| Task item |
Lines before the one containing "use thiserror::Error;" are to be left out; reproduce that line and all the rest of the entries exactly.

| Given records |
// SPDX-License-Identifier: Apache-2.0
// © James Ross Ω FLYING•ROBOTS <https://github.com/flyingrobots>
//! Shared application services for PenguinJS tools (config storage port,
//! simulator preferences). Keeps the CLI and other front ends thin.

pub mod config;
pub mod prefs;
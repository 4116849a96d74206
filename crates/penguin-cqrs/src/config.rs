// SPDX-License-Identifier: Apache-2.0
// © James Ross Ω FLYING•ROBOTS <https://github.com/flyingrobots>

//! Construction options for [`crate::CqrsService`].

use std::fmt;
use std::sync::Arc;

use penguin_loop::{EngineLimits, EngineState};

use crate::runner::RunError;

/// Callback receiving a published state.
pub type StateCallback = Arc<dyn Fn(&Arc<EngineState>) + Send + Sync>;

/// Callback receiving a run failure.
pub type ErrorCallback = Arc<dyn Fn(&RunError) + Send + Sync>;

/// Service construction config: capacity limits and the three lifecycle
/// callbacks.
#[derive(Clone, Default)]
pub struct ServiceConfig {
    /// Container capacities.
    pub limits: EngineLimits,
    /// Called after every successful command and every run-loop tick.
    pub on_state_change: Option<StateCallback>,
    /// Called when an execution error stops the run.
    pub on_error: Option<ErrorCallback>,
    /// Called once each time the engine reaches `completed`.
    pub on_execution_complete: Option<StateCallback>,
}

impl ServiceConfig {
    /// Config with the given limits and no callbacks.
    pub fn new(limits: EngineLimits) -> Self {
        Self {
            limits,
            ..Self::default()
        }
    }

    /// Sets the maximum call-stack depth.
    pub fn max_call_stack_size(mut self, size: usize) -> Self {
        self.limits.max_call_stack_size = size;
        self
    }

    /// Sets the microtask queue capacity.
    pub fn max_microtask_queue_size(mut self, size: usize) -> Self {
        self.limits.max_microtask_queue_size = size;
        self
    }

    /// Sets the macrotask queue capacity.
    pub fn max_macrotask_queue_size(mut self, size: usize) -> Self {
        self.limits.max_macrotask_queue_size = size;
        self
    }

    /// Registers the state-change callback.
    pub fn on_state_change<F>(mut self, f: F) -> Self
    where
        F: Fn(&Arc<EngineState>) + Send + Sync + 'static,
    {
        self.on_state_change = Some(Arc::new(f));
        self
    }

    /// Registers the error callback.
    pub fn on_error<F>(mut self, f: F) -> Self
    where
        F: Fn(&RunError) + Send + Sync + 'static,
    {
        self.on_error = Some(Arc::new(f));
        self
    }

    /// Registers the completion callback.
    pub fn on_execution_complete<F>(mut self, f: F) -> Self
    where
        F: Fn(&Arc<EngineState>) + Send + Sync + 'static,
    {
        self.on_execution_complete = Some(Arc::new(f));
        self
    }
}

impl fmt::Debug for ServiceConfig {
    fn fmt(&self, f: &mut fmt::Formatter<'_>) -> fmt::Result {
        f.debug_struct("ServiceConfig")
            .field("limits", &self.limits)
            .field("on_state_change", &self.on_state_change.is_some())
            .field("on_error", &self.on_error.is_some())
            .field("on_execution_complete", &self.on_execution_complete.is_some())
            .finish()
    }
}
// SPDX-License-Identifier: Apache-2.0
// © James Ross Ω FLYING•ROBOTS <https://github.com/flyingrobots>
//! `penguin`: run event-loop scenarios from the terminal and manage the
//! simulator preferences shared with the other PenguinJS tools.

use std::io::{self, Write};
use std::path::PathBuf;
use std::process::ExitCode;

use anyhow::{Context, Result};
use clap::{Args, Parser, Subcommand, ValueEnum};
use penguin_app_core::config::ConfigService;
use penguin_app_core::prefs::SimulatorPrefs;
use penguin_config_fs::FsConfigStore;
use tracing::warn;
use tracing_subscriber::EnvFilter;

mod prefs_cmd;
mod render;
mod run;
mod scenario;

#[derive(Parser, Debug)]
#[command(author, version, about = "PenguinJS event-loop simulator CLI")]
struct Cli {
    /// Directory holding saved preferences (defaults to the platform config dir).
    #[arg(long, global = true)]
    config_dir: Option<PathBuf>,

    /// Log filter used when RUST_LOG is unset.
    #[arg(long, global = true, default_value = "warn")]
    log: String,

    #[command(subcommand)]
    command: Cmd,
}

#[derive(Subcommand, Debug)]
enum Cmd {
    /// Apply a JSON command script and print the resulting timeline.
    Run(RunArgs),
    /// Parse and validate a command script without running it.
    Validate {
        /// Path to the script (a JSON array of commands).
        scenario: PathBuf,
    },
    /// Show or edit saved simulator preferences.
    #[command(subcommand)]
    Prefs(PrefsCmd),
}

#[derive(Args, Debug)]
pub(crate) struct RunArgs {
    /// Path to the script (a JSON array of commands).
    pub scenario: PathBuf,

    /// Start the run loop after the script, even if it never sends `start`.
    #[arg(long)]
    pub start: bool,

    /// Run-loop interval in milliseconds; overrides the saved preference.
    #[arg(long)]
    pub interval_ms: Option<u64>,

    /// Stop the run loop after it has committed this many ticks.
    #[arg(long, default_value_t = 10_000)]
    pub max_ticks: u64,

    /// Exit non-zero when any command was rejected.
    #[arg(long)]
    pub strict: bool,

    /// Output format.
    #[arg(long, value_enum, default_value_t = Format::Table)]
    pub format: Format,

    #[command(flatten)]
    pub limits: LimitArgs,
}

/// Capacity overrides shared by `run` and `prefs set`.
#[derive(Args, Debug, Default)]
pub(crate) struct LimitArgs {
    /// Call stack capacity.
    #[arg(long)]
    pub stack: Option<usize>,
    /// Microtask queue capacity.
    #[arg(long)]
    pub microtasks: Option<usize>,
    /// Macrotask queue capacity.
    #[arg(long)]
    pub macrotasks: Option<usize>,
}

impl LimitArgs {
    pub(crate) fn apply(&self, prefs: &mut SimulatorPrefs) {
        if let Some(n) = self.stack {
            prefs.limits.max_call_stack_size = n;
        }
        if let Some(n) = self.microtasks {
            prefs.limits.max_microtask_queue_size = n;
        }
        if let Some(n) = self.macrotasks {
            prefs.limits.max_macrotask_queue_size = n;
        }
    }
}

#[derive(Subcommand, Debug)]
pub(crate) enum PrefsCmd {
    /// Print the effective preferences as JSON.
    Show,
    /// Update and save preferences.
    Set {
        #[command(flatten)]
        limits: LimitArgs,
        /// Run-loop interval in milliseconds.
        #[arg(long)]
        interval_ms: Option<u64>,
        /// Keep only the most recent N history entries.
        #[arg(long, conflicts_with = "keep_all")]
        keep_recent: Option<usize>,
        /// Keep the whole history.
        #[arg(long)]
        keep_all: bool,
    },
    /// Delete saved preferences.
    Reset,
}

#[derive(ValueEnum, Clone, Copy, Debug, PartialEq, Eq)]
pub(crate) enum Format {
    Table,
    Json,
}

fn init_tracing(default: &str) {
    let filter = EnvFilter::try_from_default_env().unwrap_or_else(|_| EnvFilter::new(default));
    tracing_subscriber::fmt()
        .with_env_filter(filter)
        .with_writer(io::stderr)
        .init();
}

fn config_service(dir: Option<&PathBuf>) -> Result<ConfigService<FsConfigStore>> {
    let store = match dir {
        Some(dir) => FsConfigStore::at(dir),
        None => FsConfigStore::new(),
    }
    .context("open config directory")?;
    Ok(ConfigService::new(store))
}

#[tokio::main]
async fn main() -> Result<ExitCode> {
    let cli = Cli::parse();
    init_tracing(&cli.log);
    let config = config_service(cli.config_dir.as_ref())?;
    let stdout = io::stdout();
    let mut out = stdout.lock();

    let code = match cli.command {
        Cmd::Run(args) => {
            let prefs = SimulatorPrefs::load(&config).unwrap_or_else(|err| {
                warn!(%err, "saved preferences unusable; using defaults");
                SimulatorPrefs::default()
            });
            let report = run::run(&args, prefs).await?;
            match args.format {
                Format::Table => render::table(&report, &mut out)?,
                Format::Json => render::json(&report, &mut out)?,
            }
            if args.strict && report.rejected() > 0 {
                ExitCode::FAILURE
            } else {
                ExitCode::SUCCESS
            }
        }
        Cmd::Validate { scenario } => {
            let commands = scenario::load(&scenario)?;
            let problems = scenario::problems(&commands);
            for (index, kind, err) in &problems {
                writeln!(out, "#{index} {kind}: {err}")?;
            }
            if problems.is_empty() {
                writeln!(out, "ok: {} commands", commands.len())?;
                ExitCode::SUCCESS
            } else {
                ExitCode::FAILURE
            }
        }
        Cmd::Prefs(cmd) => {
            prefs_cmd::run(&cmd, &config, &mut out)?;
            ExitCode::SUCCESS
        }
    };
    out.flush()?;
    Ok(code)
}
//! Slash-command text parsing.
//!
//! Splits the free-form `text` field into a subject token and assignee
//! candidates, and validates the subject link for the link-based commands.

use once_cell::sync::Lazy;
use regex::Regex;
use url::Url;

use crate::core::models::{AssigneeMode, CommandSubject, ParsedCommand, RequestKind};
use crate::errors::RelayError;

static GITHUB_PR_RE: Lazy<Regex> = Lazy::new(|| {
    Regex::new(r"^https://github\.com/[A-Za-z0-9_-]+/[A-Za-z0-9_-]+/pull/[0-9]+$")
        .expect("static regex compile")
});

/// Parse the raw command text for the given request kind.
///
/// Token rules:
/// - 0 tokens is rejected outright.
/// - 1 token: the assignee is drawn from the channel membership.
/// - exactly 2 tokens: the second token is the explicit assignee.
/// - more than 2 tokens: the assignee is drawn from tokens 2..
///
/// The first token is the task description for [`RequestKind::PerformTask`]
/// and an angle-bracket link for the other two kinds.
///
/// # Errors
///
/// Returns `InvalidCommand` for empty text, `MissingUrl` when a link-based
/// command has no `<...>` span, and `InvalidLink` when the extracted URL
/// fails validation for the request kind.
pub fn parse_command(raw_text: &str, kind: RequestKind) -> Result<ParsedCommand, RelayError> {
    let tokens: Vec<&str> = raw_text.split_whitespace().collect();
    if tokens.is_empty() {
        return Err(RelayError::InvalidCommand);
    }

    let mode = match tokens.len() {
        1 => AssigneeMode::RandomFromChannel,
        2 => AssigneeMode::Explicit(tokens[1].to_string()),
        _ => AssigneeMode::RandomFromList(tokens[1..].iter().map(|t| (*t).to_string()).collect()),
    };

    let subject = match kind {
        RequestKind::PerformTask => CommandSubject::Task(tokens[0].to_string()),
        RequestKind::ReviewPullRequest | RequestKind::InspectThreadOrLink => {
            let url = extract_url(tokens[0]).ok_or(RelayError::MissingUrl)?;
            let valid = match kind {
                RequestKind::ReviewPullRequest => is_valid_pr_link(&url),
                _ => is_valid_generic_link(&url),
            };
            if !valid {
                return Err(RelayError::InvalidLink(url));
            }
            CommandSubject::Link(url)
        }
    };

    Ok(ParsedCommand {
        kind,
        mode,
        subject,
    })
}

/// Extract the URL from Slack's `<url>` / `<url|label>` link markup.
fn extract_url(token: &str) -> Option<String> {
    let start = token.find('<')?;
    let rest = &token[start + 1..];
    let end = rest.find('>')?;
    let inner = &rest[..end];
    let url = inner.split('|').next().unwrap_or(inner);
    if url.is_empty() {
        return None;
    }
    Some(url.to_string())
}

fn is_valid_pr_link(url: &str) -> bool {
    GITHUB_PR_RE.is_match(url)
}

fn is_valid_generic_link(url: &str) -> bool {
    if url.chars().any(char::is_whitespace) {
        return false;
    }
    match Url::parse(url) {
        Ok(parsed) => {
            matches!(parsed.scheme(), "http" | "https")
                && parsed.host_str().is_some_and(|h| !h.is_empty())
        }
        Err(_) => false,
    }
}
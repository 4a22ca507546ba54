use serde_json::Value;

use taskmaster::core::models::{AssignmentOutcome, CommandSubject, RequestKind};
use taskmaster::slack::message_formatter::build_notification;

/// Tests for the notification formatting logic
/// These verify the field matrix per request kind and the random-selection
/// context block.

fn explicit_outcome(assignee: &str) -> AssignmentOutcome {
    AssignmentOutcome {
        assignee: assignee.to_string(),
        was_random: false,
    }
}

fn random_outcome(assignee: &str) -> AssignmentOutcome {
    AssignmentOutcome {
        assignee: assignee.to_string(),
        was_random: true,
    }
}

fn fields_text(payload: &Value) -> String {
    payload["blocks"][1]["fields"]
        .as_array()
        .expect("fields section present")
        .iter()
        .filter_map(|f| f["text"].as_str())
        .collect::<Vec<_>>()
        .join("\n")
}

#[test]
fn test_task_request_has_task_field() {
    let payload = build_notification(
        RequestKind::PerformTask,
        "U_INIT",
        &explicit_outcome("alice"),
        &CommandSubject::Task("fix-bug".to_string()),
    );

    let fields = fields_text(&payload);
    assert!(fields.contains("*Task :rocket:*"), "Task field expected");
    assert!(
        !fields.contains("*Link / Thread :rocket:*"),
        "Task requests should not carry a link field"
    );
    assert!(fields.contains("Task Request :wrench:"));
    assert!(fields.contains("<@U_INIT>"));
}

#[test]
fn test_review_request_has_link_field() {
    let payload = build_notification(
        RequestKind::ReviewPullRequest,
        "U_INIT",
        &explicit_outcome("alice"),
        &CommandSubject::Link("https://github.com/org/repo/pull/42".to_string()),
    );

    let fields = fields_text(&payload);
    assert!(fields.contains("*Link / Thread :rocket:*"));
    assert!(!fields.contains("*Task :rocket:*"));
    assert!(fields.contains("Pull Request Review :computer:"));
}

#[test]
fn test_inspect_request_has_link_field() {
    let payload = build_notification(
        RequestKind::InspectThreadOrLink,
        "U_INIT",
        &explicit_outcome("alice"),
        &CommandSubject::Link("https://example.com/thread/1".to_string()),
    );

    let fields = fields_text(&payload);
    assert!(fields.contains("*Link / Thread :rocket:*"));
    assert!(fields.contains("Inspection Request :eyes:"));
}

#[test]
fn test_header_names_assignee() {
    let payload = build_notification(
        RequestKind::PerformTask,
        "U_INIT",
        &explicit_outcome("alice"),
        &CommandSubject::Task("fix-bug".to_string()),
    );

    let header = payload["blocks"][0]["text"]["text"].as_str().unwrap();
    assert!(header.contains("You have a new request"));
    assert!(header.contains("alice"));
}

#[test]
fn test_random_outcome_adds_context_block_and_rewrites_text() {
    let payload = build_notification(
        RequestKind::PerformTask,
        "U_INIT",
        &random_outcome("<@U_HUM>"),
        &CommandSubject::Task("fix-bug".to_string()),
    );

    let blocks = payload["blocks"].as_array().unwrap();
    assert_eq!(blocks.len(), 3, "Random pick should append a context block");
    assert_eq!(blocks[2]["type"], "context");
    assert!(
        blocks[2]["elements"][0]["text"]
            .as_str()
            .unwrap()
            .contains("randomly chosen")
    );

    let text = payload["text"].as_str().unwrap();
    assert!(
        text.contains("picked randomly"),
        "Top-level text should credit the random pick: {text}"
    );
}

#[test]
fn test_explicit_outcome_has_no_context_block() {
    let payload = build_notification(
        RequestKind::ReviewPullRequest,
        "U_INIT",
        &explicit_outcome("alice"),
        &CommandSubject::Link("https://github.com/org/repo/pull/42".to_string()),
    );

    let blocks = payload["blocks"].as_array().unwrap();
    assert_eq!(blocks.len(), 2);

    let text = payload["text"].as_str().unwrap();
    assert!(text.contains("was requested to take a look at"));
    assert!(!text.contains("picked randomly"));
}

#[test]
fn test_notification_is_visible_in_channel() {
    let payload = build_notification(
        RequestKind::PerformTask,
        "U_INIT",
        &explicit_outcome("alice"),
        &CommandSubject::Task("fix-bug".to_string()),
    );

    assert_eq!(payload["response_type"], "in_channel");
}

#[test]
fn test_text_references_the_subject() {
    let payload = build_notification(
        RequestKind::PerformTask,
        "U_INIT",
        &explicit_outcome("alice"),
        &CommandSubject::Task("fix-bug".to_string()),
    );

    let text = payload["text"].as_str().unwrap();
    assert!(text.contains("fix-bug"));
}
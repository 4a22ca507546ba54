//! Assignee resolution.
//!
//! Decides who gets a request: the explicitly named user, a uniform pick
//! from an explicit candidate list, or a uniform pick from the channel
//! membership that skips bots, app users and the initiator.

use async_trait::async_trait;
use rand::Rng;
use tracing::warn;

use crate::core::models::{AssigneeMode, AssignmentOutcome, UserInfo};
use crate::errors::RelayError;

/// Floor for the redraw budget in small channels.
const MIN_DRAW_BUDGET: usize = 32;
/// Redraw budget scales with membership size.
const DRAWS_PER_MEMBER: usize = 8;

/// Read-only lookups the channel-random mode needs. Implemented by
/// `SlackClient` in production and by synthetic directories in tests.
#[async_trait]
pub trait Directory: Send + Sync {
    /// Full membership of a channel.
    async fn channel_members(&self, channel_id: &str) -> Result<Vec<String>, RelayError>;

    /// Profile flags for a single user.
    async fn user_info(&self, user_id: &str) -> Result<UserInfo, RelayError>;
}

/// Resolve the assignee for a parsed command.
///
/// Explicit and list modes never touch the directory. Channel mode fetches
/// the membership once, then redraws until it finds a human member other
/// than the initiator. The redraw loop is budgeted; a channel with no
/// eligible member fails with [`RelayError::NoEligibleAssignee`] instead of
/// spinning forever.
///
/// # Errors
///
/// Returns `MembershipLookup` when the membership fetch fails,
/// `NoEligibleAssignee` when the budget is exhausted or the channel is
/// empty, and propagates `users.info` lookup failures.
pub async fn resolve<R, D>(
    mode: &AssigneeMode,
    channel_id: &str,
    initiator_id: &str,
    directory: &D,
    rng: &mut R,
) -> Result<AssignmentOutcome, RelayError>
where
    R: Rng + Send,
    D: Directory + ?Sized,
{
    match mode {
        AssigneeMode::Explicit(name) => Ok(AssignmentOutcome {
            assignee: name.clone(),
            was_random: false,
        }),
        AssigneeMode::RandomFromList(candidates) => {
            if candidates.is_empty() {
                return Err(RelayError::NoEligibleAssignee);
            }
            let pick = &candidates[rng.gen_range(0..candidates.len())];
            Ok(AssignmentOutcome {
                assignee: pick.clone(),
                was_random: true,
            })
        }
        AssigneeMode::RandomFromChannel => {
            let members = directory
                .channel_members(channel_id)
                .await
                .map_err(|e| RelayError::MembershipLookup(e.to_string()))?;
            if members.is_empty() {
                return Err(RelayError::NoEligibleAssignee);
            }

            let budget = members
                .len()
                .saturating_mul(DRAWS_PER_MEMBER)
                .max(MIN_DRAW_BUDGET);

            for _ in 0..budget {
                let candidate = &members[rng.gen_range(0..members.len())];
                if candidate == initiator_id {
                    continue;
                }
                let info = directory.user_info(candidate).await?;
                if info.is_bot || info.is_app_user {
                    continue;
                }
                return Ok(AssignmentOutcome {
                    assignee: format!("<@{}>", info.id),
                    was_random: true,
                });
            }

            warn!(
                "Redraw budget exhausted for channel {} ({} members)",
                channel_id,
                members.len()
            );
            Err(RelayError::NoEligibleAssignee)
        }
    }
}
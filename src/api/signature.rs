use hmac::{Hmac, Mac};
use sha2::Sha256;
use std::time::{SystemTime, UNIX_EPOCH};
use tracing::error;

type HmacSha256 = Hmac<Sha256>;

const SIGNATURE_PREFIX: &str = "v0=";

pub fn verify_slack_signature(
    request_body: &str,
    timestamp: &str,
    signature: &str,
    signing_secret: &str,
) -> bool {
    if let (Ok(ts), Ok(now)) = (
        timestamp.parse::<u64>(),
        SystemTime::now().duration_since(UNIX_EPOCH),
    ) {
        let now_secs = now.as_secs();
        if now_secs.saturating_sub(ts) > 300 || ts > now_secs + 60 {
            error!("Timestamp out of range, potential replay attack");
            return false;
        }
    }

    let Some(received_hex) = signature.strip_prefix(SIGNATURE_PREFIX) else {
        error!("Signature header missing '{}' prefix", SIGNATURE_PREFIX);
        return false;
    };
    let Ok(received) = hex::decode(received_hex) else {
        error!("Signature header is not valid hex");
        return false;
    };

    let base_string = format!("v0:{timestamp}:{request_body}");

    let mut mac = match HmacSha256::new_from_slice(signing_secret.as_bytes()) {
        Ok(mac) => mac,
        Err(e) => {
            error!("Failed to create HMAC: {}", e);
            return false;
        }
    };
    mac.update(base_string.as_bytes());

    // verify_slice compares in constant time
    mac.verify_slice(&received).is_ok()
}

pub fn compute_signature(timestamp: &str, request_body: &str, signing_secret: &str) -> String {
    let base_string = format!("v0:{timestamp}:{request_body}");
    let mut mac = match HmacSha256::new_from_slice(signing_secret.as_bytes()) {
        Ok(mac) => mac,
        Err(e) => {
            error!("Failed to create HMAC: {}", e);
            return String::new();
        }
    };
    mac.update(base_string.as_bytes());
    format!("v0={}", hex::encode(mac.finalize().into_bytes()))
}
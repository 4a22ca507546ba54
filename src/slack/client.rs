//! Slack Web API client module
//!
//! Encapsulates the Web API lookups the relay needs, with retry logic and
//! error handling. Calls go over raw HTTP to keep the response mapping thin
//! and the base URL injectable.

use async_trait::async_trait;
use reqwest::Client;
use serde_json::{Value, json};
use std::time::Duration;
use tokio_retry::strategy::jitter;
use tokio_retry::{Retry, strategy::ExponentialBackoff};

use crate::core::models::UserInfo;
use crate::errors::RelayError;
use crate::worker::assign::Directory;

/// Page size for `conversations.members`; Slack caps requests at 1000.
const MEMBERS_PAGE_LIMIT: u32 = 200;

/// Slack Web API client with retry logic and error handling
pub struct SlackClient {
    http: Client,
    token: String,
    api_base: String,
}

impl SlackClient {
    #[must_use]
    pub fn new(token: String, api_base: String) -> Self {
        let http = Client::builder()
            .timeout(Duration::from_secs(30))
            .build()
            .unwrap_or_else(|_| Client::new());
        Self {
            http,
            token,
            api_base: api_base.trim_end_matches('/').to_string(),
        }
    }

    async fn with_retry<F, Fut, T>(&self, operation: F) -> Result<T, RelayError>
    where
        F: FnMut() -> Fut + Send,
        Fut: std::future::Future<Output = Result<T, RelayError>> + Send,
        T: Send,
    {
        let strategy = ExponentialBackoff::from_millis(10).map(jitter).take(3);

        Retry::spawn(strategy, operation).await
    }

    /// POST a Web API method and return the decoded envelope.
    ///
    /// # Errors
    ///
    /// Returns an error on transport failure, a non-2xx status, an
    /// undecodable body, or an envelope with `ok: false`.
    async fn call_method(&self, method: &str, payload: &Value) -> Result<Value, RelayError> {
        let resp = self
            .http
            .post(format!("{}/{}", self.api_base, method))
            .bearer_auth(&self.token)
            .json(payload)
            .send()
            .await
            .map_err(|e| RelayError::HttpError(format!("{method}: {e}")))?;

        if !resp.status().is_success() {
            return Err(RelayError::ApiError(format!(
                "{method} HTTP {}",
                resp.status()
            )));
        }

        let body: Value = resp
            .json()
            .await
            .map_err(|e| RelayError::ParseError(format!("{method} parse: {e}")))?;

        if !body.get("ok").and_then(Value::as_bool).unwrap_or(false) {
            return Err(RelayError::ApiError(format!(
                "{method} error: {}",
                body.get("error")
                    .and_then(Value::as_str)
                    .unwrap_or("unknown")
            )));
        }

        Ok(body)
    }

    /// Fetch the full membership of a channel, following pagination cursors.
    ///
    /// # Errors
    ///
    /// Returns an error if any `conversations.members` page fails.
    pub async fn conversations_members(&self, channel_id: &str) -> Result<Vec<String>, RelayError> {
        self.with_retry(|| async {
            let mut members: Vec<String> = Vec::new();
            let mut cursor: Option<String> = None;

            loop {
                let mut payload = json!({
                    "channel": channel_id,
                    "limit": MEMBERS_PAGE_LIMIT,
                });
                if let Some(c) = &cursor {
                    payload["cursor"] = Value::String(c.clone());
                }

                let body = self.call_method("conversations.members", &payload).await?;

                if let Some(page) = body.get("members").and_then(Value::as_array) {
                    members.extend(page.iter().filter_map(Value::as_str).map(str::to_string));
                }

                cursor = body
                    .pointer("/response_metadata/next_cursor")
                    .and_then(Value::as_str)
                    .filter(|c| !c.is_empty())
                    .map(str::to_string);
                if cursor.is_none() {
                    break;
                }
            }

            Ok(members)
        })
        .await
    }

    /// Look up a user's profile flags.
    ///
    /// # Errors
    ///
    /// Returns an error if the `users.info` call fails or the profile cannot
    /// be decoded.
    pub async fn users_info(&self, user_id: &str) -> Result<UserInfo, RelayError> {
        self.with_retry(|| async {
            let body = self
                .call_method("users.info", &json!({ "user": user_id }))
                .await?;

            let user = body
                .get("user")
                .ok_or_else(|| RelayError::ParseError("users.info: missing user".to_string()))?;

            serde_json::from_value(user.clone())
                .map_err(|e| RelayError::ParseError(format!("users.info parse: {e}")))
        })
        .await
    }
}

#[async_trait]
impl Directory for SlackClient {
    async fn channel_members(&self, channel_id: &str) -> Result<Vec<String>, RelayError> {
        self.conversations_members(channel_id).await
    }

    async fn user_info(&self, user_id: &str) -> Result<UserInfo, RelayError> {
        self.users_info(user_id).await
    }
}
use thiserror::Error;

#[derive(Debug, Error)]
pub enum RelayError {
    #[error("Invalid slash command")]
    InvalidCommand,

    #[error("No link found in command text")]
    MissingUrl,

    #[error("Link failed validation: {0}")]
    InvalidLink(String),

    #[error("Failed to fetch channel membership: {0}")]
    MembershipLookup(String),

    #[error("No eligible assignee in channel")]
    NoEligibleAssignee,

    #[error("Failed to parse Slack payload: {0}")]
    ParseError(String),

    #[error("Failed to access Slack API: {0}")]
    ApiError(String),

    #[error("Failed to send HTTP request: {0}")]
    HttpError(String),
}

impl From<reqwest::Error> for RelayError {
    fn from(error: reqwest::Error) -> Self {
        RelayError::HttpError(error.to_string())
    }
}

| Solution |
use thiserror::Error;

#[derive(Debug, Error)]
pub enum RelayError {
    #[error("Invalid slash command")]
    InvalidCommand,

    #[error("No link found in command text")]
    MissingUrl,

    #[error("Link failed validation: {0}")]
    InvalidLink(String),

    #[error("Failed to fetch channel membership: {0}")]
    MembershipLookup(String),

    #[error("No eligible assignee in channel")]
    NoEligibleAssignee,

    #[error("Failed to parse Slack payload: {0}")]
    ParseError(String),

    #[error("Failed to access Slack API: {0}")]
    ApiError(String),

    #[error("Failed to send HTTP request: {0}")]
    HttpError(String),
}

impl From<reqwest::Error> for RelayError {
    fn from(error: reqwest::Error) -> Self {
        RelayError::HttpError(error.to_string())
    }
}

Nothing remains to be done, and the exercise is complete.